= What this task involves =
Here are some records; copy every line that holds the word "StarfallError".

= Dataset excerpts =
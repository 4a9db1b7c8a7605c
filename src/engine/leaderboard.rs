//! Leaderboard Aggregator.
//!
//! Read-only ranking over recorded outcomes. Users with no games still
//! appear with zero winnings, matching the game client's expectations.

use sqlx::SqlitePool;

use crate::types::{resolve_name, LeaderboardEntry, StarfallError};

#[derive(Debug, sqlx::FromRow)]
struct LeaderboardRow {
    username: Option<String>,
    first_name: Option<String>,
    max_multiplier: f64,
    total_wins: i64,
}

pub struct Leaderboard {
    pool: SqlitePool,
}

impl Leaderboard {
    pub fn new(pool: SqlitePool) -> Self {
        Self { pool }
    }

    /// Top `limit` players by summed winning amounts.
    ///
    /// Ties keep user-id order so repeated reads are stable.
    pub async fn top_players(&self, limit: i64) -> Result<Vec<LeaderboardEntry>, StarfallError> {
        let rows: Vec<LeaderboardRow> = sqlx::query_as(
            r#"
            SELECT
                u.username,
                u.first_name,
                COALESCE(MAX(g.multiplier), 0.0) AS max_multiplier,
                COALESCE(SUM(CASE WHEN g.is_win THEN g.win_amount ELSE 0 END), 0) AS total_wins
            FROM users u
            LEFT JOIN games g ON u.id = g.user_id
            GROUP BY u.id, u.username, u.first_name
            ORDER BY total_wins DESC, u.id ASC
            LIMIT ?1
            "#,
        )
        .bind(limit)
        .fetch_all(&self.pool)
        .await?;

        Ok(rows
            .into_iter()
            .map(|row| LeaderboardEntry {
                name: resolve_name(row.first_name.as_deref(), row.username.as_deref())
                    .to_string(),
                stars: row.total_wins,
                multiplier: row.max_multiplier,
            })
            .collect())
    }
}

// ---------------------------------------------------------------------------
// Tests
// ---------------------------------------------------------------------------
==
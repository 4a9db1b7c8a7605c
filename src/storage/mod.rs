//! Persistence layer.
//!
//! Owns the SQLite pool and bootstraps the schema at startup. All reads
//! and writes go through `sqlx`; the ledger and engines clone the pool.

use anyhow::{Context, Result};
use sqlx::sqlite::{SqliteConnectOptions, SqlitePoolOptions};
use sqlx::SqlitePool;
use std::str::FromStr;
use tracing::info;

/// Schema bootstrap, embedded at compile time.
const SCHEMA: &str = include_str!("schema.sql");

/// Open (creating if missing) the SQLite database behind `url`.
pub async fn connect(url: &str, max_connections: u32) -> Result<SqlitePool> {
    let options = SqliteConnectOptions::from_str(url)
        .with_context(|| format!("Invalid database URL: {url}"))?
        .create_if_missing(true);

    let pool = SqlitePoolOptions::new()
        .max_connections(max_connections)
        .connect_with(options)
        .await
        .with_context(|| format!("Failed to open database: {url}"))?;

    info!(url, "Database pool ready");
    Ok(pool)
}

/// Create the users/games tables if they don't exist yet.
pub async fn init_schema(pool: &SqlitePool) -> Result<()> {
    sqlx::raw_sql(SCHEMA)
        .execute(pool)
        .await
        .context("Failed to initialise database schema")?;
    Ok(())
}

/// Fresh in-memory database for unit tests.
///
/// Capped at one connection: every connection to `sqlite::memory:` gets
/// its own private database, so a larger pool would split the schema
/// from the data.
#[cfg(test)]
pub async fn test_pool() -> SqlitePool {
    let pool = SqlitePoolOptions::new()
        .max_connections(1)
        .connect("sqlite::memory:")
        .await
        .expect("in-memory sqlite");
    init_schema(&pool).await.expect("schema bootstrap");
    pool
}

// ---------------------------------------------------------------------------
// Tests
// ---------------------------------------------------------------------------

= Response to the task =
use crate::types::{resolve_name, LeaderboardEntry, StarfallError};
    pub async fn top_players(&self, limit: i64) -> Result<Vec<LeaderboardEntry>, StarfallError> {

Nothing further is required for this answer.